2. Send Invoices Right Away
Your invoicing habits have a significant impact on when you receive payments. If you’re lazy with your invoices and send them days or weeks late, you’re guaranteed late payments. If you send them too early, you might appear premature and antsy, which isn’t a good look either.
Invoices should be sent within 12-36 hours after you send the deliverable to the client. It’s also important that they’re sent to the right individual. You might interact directly with the business owner, but if he’s not the one responsible for making payment, it’s possible that the invoice will get lost in the shuffle. Find out who you’re supposed to send the invoice to and ask for confirmation upon receipt.
3. Be Clear With Terms
'According to FreshBooks, terms like net 30, net 60, etc. make a lot of sense on the business end, but customers don’t always know what they mean,' entrepreneur Meredith Wood points out. 'When you include phrasing like ‘payment due within 30 days,’ the customer immediately identifies the time frame.

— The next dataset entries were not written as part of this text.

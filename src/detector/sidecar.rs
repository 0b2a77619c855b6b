//! 事前計算済み検出結果の読み込み
//!
//! 画像と同じフォルダの `<stem>.json`、または明示指定したJSONファイルを使う。

use crate::error::{Result, VerigrainError};
use std::path::{Path, PathBuf};
use verigrain_common::{parse_detections, Detection};

#[derive(Debug, Clone, Default)]
pub struct SidecarDetector {
    explicit: Option<PathBuf>,
}

impl SidecarDetector {
    pub fn new(explicit: Option<PathBuf>) -> Self {
        Self { explicit }
    }

    /// 検出結果ファイルを明示指定しているか（単一画像専用）
    pub fn is_explicit(&self) -> bool {
        self.explicit.is_some()
    }

    /// 画像に対応する検出結果ファイル
    pub fn sidecar_path(&self, image: &Path) -> PathBuf {
        match &self.explicit {
            Some(path) => path.clone(),
            None => image.with_extension("json"),
        }
    }

    pub fn detect(&self, image: &Path) -> Result<Vec<Detection>> {
        let path = self.sidecar_path(image);
        if !path.exists() {
            return Err(VerigrainError::FileNotFound(path.display().to_string()));
        }

        let content = std::fs::read_to_string(&path)?;
        Ok(parse_detections(&content)?)
    }
}

#[cfg(test)]
mod tests {
    use super::*;

    #[test]
    fn test_sidecar_next_to_image() {
        let dir = tempfile::tempdir().unwrap();
        let image = dir.path().join("lot7.jpg");
        std::fs::write(dir.path().join("lot7.json"), r#"[{"label": "low", "confidence": 0.8}]"#).unwrap();

        let detector = SidecarDetector::default();
        assert_eq!(detector.sidecar_path(&image), dir.path().join("lot7.json"));

        let detections = detector.detect(&image).unwrap();
        assert_eq!(detections, vec![Detection::new("low", 0.8)]);
    }

    #[test]
    fn test_explicit_file_overrides() {
        let dir = tempfile::tempdir().unwrap();
        let explicit = dir.path().join("detections.json");
        std::fs::write(&explicit, "[]").unwrap();

        let detector = SidecarDetector::new(Some(explicit.clone()));
        assert_eq!(detector.sidecar_path(Path::new("/photos/a.jpg")), explicit);
        assert!(detector.detect(Path::new("/photos/a.jpg")).unwrap().is_empty());
    }

    #[test]
    fn test_missing_sidecar() {
        let detector = SidecarDetector::default();
        let result = detector.detect(Path::new("/nonexistent/a.jpg"));
        assert!(matches!(result, Err(VerigrainError::FileNotFound(_))));
    }
}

This is stronger than, say, due upon receipt, which gives the customer room to waffle about when the invoice was received and doesn’t offer a strict timeline.'
This illustration speaks to a larger problem of sending unclear invoices. Try to keep them as simple as possible and don’t do anything that makes the client scratch their head.
4. Offer Incentives for Early Payment
In many cases, getting paid early is worth its weight in gold. If you’re interested in getting clients to pay in advance, so that you can improve your own cash flow, consider offering incentives. A small discount of 1 or 2 percent for early payment can be just enough to get a client to move your invoice to the top of their stack.
On the other side of things, instituting a late payment fee will force your clients to take you more seriously and avoid putting your payment off in order to pay another bill.
Be Proactive About Payments
You can’t take a passive approach to collecting payments. While it’s something that you feel should happen on its own, history shows that clients do miss payments from time to time - some habitually - and it’s ultimately your job to ensure they follow through on their contractual obligations. The tips outlined in this article should help you get on track.